Your instructions - Could you write out every entry exactly as it stands?

(Saved data entries)
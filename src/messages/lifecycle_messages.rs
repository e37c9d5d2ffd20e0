use crate::errors::CoreError;
use crate::gateways::AcceptanceRecord;
use crate::types::delivery_stage::DeliveryStage;
use crate::types::dtos::{ActiveOrder, DiscoveredOrder};
use actix::Message;

/// Claim an offer for this driver. Fails with `InvariantViolation` if an
/// order is already bound or an acceptance is in flight, with
/// `LocationUnavailable` without a location fix, and with the server's
/// rejection verbatim otherwise. On any failure the stage is untouched.
#[derive(Message, Debug, Clone)]
#[rtype(result = "Result<AcceptanceRecord, CoreError>")]
pub struct AcceptOrder {
    pub candidate: DiscoveredOrder,
}

/// Move the stage forward. Only strictly forward transitions are legal.
#[derive(Message, Debug, Clone)]
#[rtype(result = "Result<(), CoreError>")]
pub struct AdvanceStage {
    pub next: DeliveryStage,
}

/// Mark the delivery completed. Idempotent; keeps the active order around
/// for the review step.
#[derive(Message, Debug, Clone)]
#[rtype(result = "()")]
pub struct FinalizeDelivery;

/// Abandon the delivery from any non-terminal stage.
#[derive(Message, Debug, Clone)]
#[rtype(result = "Result<(), CoreError>")]
pub struct CancelDelivery {
    pub reason: String,
}

/// Clear the active order and every tab cache, returning the stage to
/// `Discovering`. Call only once the review step is done: this erases the
/// data the review screen reads.
#[derive(Message, Debug, Clone)]
#[rtype(result = "()")]
pub struct ResetStore;

/// Read-only projection of the lifecycle store.
#[derive(Message, Debug, Clone)]
#[rtype(result = "DeliverySnapshot")]
pub struct GetDeliverySnapshot;

#[derive(Debug, Clone)]
pub struct DeliverySnapshot {
    pub stage: DeliveryStage,
    pub active_order: Option<ActiveOrder>,
}
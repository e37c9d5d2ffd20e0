pub mod delivery_stage;
pub mod dtos;
pub mod payout_status;
pub mod scan_settings;
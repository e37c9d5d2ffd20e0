use crate::constants::{DEFAULT_MAX_DISTANCE_KM, DEFAULT_SCAN_RADIUS_KM};
use crate::types::dtos::{DiscoveredOrder, OrderPriority};
use serde::{Deserialize, Serialize};

#[derive(Debug, Clone, Copy, Serialize, Deserialize, PartialEq, Eq)]
#[serde(rename_all = "lowercase")]
pub enum ScanArea {
    /// Scan around the driver's current position.
    Current,
    /// Scan the driver's whole assigned territory.
    Territorial,
}

#[derive(Debug, Clone, Copy, Serialize, Deserialize, PartialEq, Eq)]
#[serde(rename_all = "snake_case")]
pub enum PriorityFilter {
    All,
    HighPriority,
    Urgent,
}

/// Driver-configurable discovery parameters. Mutated only by an explicit
/// save or reset; fetches capture a copy at invocation time.
#[derive(Debug, Clone, Serialize, Deserialize, PartialEq)]
pub struct ScanSettings {
    pub area: ScanArea,
    pub radius_km: f32,
    pub max_distance_km: f32,
    /// Vehicle types to include (empty = any vehicle).
    pub vehicle_filter: Vec<String>,
    pub priority_filter: PriorityFilter,
}

impl Default for ScanSettings {
    fn default() -> Self {
        Self {
            area: ScanArea::Current,
            radius_km: DEFAULT_SCAN_RADIUS_KM,
            max_distance_km: DEFAULT_MAX_DISTANCE_KM,
            vehicle_filter: Vec::new(),
            priority_filter: PriorityFilter::All,
        }
    }
}

impl ScanSettings {
    /// Whether an offer passes the vehicle, priority and distance filters.
    /// The discovery endpoint already filters server-side; this is applied
    /// again on arrival so a lagging backend never surfaces out-of-policy
    /// offers.
    pub fn allows(&self, order: &DiscoveredOrder) -> bool {
        if order.distance_km > self.max_distance_km {
            return false;
        }
        if !self.vehicle_filter.is_empty()
            && !order
                .vehicle_requirements
                .iter()
                .any(|v| self.vehicle_filter.contains(v))
        {
            return false;
        }
        match self.priority_filter {
            PriorityFilter::All => true,
            PriorityFilter::HighPriority => {
                matches!(order.priority, OrderPriority::High | OrderPriority::Urgent)
            }
            PriorityFilter::Urgent => order.priority == OrderPriority::Urgent,
        }
    }
}
use serde::{Deserialize, Serialize};
use std::fmt;

/// Stage of one driver's delivery session. Moves strictly forward through
/// the sequence, with `Cancelled` as the only escape from a non-terminal
/// stage. Owned exclusively by the `DeliveryLifecycle` actor.
#[derive(Debug, Clone, Copy, Serialize, Deserialize, PartialEq, Eq)]
pub enum DeliveryStage {
    /// Searching for work; no order bound.
    Discovering,
    /// An order has been claimed, driver heading to work.
    Accepted,
    /// Driving to the pickup point.
    EnRoutePickup,
    /// Package on board, driving to the dropoff point.
    EnRouteDropoff,
    /// Delivery done; order kept around for the review step.
    Completed,
    /// Delivery abandoned before completion.
    Cancelled,
}

impl DeliveryStage {
    fn rank(self) -> u8 {
        match self {
            DeliveryStage::Discovering => 0,
            DeliveryStage::Accepted => 1,
            DeliveryStage::EnRoutePickup => 2,
            DeliveryStage::EnRouteDropoff => 3,
            DeliveryStage::Completed => 4,
            DeliveryStage::Cancelled => 5,
        }
    }

    pub fn is_terminal(self) -> bool {
        matches!(self, DeliveryStage::Completed | DeliveryStage::Cancelled)
    }

    /// Whether moving from `self` to `next` is a legal transition: strictly
    /// forward through the ordered stages, or `Cancelled` from anything
    /// non-terminal. Anything else is a programming error.
    pub fn can_advance_to(self, next: DeliveryStage) -> bool {
        if next == DeliveryStage::Cancelled {
            return !self.is_terminal();
        }
        !self.is_terminal() && next.rank() > self.rank() && next.rank() <= DeliveryStage::Completed.rank()
    }
}

impl fmt::Display for DeliveryStage {
    fn fmt(&self, f: &mut fmt::Formatter<'_>) -> fmt::Result {
        match self {
            DeliveryStage::Discovering => write!(f, "Discovering"),
            DeliveryStage::Accepted => write!(f, "Accepted"),
            DeliveryStage::EnRoutePickup => write!(f, "En route to pickup"),
            DeliveryStage::EnRouteDropoff => write!(f, "En route to dropoff"),
            DeliveryStage::Completed => write!(f, "Completed"),
            DeliveryStage::Cancelled => write!(f, "Cancelled"),
        }
    }
}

Response below -
filename src/messages/lifecycle_messages.rs
repository e37c9d5d2ffd20e0
use crate::errors::CoreError;
use crate::gateways::AcceptanceRecord;
use crate::types::delivery_stage::DeliveryStage;
use crate::types::dtos::{ActiveOrder, DiscoveredOrder};
use actix::Message;

/// Claim an offer for this driver. Fails with `InvariantViolation` if an
/// order is already bound or an acceptance is in flight, with
/// `LocationUnavailable` without a location fix, and with the server's
/// rejection verbatim otherwise. On any failure the stage is untouched.
#[derive(Message, Debug, Clone)]
#[rtype(result = "Result<AcceptanceRecord, CoreError>")]
pub struct AcceptOrder {
    pub candidate: DiscoveredOrder,
}

/// Move the stage forward. Only strictly forward transitions are legal.
#[derive(Message, Debug, Clone)]
#[rtype(result = "Result<(), CoreError>")]
pub struct AdvanceStage {
    pub next: DeliveryStage,
}

/// Mark the delivery completed. Idempotent; keeps the active order around
/// for the review step.
#[derive(Message, Debug, Clone)]
#[rtype(result = "()")]
pub struct FinalizeDelivery;

/// Abandon the delivery from any non-terminal stage.
#[derive(Message, Debug, Clone)]
#[rtype(result = "Result<(), CoreError>")]
pub struct CancelDelivery {
    pub reason: String,
}

/// Clear the active order and every tab cache, returning the stage to
/// `Discovering`. Call only once the review step is done: this erases the
/// data the review screen reads.
#[derive(Message, Debug, Clone)]
#[rtype(result = "()")]
pub struct ResetStore;

/// Read-only projection of the lifecycle store.
#[derive(Message, Debug, Clone)]
#[rtype(result = "DeliverySnapshot")]
pub struct GetDeliverySnapshot;

#[derive(Debug, Clone)]
pub struct DeliverySnapshot {
    pub stage: DeliveryStage,
    pub active_order: Option<ActiveOrder>,
}
repository e37c9d5d2ffd20e0
pub mod delivery_stage;
pub mod dtos;
pub mod payout_status;
pub mod scan_settings;
repository e37c9d5d2ffd20e0
use crate::constants::{DEFAULT_MAX_DISTANCE_KM, DEFAULT_SCAN_RADIUS_KM};
use crate::types::dtos::{DiscoveredOrder, OrderPriority};
use serde::{Deserialize, Serialize};

#[derive(Debug, Clone, Copy, Serialize, Deserialize, PartialEq, Eq)]
#[serde(rename_all = "lowercase")]
pub enum ScanArea {
    /// Scan around the driver's current position.
    Current,
    /// Scan the driver's whole assigned territory.
    Territorial,
}

#[derive(Debug, Clone, Copy, Serialize, Deserialize, PartialEq, Eq)]
#[serde(rename_all = "snake_case")]
pub enum PriorityFilter {
    All,
    HighPriority,
    Urgent,
}

/// Driver-configurable discovery parameters. Mutated only by an explicit
/// save or reset; fetches capture a copy at invocation time.
#[derive(Debug, Clone, Serialize, Deserialize, PartialEq)]
pub struct ScanSettings {
    pub area: ScanArea,
    pub radius_km: f32,
    pub max_distance_km: f32,
    /// Vehicle types to include (empty = any vehicle).
    pub vehicle_filter: Vec<String>,
    pub priority_filter: PriorityFilter,
}

impl Default for ScanSettings {
    fn default() -> Self {
        Self {
            area: ScanArea::Current,
            radius_km: DEFAULT_SCAN_RADIUS_KM,
            max_distance_km: DEFAULT_MAX_DISTANCE_KM,
            vehicle_filter: Vec::new(),
            priority_filter: PriorityFilter::All,
        }
    }
}

impl ScanSettings {
    /// Whether an offer passes the vehicle, priority and distance filters.
    /// The discovery endpoint already filters server-side; this is applied
    /// again on arrival so a lagging backend never surfaces out-of-policy
    /// offers.
    pub fn allows(&self, order: &DiscoveredOrder) -> bool {
        if order.distance_km > self.max_distance_km {
            return false;
        }
        if !self.vehicle_filter.is_empty()
            && !order
                .vehicle_requirements
                .iter()
                .any(|v| self.vehicle_filter.contains(v))
        {
            return false;
        }
        match self.priority_filter {
            PriorityFilter::All => true,
            PriorityFilter::HighPriority => {
                matches!(order.priority, OrderPriority::High | OrderPriority::Urgent)
            }
            PriorityFilter::Urgent => order.priority == OrderPriority::Urgent,
        }
    }
}
use serde::{Deserialize, Serialize};
use std::fmt;

/// Stage of one driver's delivery session. Moves strictly forward through
/// the sequence, with `Cancelled` as the only escape from a non-terminal
/// stage. Owned exclusively by the `DeliveryLifecycle` actor.
#[derive(Debug, Clone, Copy, Serialize, Deserialize, PartialEq, Eq)]
pub enum DeliveryStage {
    /// Searching for work; no order bound.
    Discovering,
    /// An order has been claimed, driver heading to work.
    Accepted,
    /// Driving to the pickup point.
    EnRoutePickup,
    /// Package on board, driving to the dropoff point.
    EnRouteDropoff,
    /// Delivery done; order kept around for the review step.
    Completed,
    /// Delivery abandoned before completion.
    Cancelled,
}

impl DeliveryStage {
    fn rank(self) -> u8 {
        match self {
            DeliveryStage::Discovering => 0,
            DeliveryStage::Accepted => 1,
            DeliveryStage::EnRoutePickup => 2,
            DeliveryStage::EnRouteDropoff => 3,
            DeliveryStage::Completed => 4,
            DeliveryStage::Cancelled => 5,
        }
    }

    pub fn is_terminal(self) -> bool {
        matches!(self, DeliveryStage::Completed | DeliveryStage::Cancelled)
    }

    /// Whether moving from `self` to `next` is a legal transition: strictly
    /// forward through the ordered stages, or `Cancelled` from anything
    /// non-terminal. Anything else is a programming error.
    pub fn can_advance_to(self, next: DeliveryStage) -> bool {
        if next == DeliveryStage::Cancelled {
            return !self.is_terminal();
        }
        !self.is_terminal() && next.rank() > self.rank() && next.rank() <= DeliveryStage::Completed.rank()
    }
}

impl fmt::Display for DeliveryStage {
    fn fmt(&self, f: &mut fmt::Formatter<'_>) -> fmt::Result {
        match self {
            DeliveryStage::Discovering => write!(f, "Discovering"),
            DeliveryStage::Accepted => write!(f, "Accepted"),
            DeliveryStage::EnRoutePickup => write!(f, "En route to pickup"),
            DeliveryStage::EnRouteDropoff => write!(f, "En route to dropoff"),
            DeliveryStage::Completed => write!(f, "Completed"),
            DeliveryStage::Cancelled => write!(f, "Cancelled"),
        }
    }
}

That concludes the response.